Assignment :: In the entries that follow, how many lines hold "await"? Nothing but the number is expected.

Stored items ::
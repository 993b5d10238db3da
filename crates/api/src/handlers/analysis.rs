//! Handlers for a video's analysis and its coaching feedback.

use axum::extract::{Path, Query, State};
use axum::http::StatusCode;
use axum::Json;
use carlitos_core::analysis::AnalysisSnapshot;
use carlitos_core::types::DbId;
use carlitos_pipeline::feedback::FeedbackResult;
use carlitos_pipeline::service::SubmitOutcome;
use serde::Deserialize;

use crate::error::AppResult;
use crate::response::DataResponse;
use crate::state::AppState;

/// Query parameters for the feedback endpoint.
#[derive(Debug, Default, Deserialize)]
pub struct FeedbackQuery {
    /// Regenerate even when feedback is already cached.
    #[serde(default)]
    pub force: bool,
}

/// POST /api/v1/videos/{id}/analyze
///
/// Create or re-trigger the analysis and queue it. Returns 202 without
/// waiting for processing; a queueing failure is reported in the body.
pub async fn submit_analysis(
    State(state): State<AppState>,
    Path(video_id): Path<DbId>,
) -> AppResult<(StatusCode, Json<DataResponse<SubmitOutcome>>)> {
    let outcome = state.service.submit_analysis(video_id).await?;
    Ok((StatusCode::ACCEPTED, Json(DataResponse { data: outcome })))
}

/// GET /api/v1/videos/{id}/analysis
pub async fn get_analysis(
    State(state): State<AppState>,
    Path(video_id): Path<DbId>,
) -> AppResult<Json<DataResponse<AnalysisSnapshot>>> {
    let snapshot = state.service.get_analysis(video_id).await?;
    Ok(Json(DataResponse { data: snapshot }))
}

/// POST /api/v1/videos/{id}/feedback?force=true|false
///
/// Returns 409 unless the analysis is completed.
pub async fn get_feedback(
    State(state): State<AppState>,
    Path(video_id): Path<DbId>,
    Query(params): Query<FeedbackQuery>,
) -> AppResult<Json<DataResponse<FeedbackResult>>> {
    let result = state
        .service
        .get_or_generate_feedback(video_id, params.force)
        .await?;
    Ok(Json(DataResponse { data: result }))
}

Solution to this task :: 3